To set up a horizon file will require you to be on site to view the local horizon unless you already know the limits.

Open a new .TXT file in Notepad.

Start by pointing the telescope to the north (counterbalance bar horizontal) and adjust the Dec axis until you can see the horizon in the field of view then adjust further until the horizon just leaves the FOV and note the altitude.

Add this information to the TXT file in the format:-

0,25 where 0 is the azimuth and 25 is the altitude that clear the horizon

Move round by 10 degrees and repeat the altitude test and enter the next point:-

10,23

Repeat every 10 degrees until you reach 360 then save the file as SiTech.hrz in the directory \ProgramData\SiTech\SiTechExe

From within SiTech, select Config - Change Config! - Horizon File - then click on the  Load Horizon File button

Job done!
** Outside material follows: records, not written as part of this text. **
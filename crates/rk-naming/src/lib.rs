//! Persistent Topological Naming
//!
//! Feature references to faces and edges survive rebuilds even though the
//! kernel hands out new transient handles every time.
//!
//! # Architecture
//!
//! - [`indexer::TopologyIndex`] - Canonical, deterministic ordering of faces and edges
//! - [`selector::GeometricSelector`] - Geometric signature used to find an entity again
//! - [`naming::ShapeNamingService`] - Registry of persistent [`shape_id::ShapeId`]s and kernel history
//! - [`resolve::ReferenceResolver`] - Reconciles stored indices, ShapeIDs and selectors
//! - [`cache::ResultCache`] - Identity-keyed LRU cache of kernel results
//! - [`transaction::Transaction`] - Snapshot/commit/rollback around body mutations
//! - [`validator::RollbackValidator`] - Consistency checks and orphan sweep after rollback
//!
//! # Module Structure
//!
//! ```text
//! rk-naming/
//! ├── shape_id.rs      # ShapeId, FeatureId, fingerprints
//! ├── indexer.rs       # Topology indexer
//! ├── selector.rs      # Geometric selectors and scoring
//! ├── naming.rs        # Shape naming service
//! ├── resolve.rs       # Reference resolution policy
//! ├── feature.rs       # Feature model and status
//! ├── body.rs          # Bodies and generations
//! ├── dependency.rs    # Feature dependency graph
//! ├── cache.rs         # Result cache
//! ├── rebuild.rs       # Rebuild pipeline
//! ├── health.rs        # Reference diagnostics
//! ├── document.rs      # Documents and atomic edits
//! ├── transaction.rs   # Transactions
//! ├── validator.rs     # Rollback validation
//! ├── project.rs       # Project files
//! ├── config.rs        # Configuration
//! └── error.rs         # Error types
//! ```

pub mod body;
pub mod cache;
pub mod config;
pub mod dependency;
pub mod document;
pub mod error;
pub mod feature;
pub mod health;
pub mod indexer;
pub mod naming;
pub mod project;
pub mod rebuild;
pub mod resolve;
pub mod selector;
pub mod shape_id;
pub mod transaction;
pub mod validator;

// Re-exports for convenience
pub use body::{Body, BodyGeneration};
pub use cache::{CacheEntry, CacheStats, ResultCache};
pub use config::NamingConfig;
pub use dependency::DependencyGraph;
pub use document::{Document, EditOutcome};
pub use error::{NamingError, NamingResult, OperationOutcome, RollbackError};
pub use feature::{
    Feature, FeatureOp, FeatureStatus, StatusCode, StatusLevel, TopologyReferences,
};
pub use health::{FeatureHealth, HealthReport, HealthStatus, ReferenceHealth};
pub use indexer::{Entity, TopologyIndex};
pub use naming::{
    NamingSavepoint, OperationRecord, ResolutionMethod, ShapeNamingService, ShapeRecord,
};
pub use project::{Project, ProjectBody};
pub use rebuild::{RebuildContext, RebuildReport, rebuild_body};
pub use resolve::{
    FailureCategory, FailureNotice, ReferenceResolver, ReferenceSet, ResolvedReferences,
};
pub use selector::{EdgeSelector, FaceSelector, GeometricSelector};
pub use shape_id::{FeatureId, ShapeId, ShapeKind};
pub use transaction::{
    BatchOutcome, BatchTransaction, Transaction, TransactionOutcome, TransactionState, atomic,
    batch,
};
pub use validator::{
    OrphanInfo, OrphanKind, RollbackReport, RollbackState, RollbackValidator, Severity,
};

#[cfg(test)]
pub(crate) mod test_support {
    use std::sync::Arc;

    use glam::Vec3;
    use rk_cad::PolyKernel;
    use uuid::Uuid;

    use crate::document::Document;
    use crate::feature::Feature;

    /// Route `tracing` output to the test harness, honoring `RUST_LOG`
    pub fn init_tracing() {
        use tracing_subscriber::{layer::SubscriberExt, util::SubscriberInitExt};

        let _ = tracing_subscriber::registry()
            .with(
                tracing_subscriber::EnvFilter::try_from_default_env()
                    .unwrap_or_else(|_| "rk_naming=warn,rk_cad=warn".into()),
            )
            .with(tracing_subscriber::fmt::layer().with_test_writer())
            .try_init();
    }

    /// A document holding one body built from a 10x10x10 box spanning the origin to (10, 10, 10)
    pub fn box_document() -> (Document, Uuid) {
        init_tracing();
        let mut doc = Document::new(Arc::new(PolyKernel::new()));
        let body_id = doc.add_body("Body");
        let outcome = doc
            .add_feature(
                body_id,
                Feature::block("Box", Vec3::splat(5.0), Vec3::splat(10.0)).with_id("Box"),
            )
            .expect("box feature");
        assert!(outcome.is_applied());
        (doc, body_id)
    }
}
Here is what my horizon file looks like:-

0,25
10,23

2

Has anyone made their horizon file during the day? Talked to Dan at Sitech and he said position the scope on the east or west side with the counterweight bar horizontal. Then open up skyview and right click on zenith and do an offset init appropriate to the telescope pointing direction.  Do this and you should be able to make a horizon file in the daytime without being aligned to the night sky. I did this but the az seems way off when rotating about the RA axis. Steppenwolf mentioned making points at 10-degree increments from 0-360. I know the Mesu can't go 360 in RA because the dec plate catches at a certain point. Do you go as far as you can then reverse direction?  Sorry but this hor file business confuses me and if I get ever get it figured out I'm going to make a help file with pictures for slow learners like me.  I'm almost to the point if seeing if Observatory Solutions can get my observatory running over Team Viewer.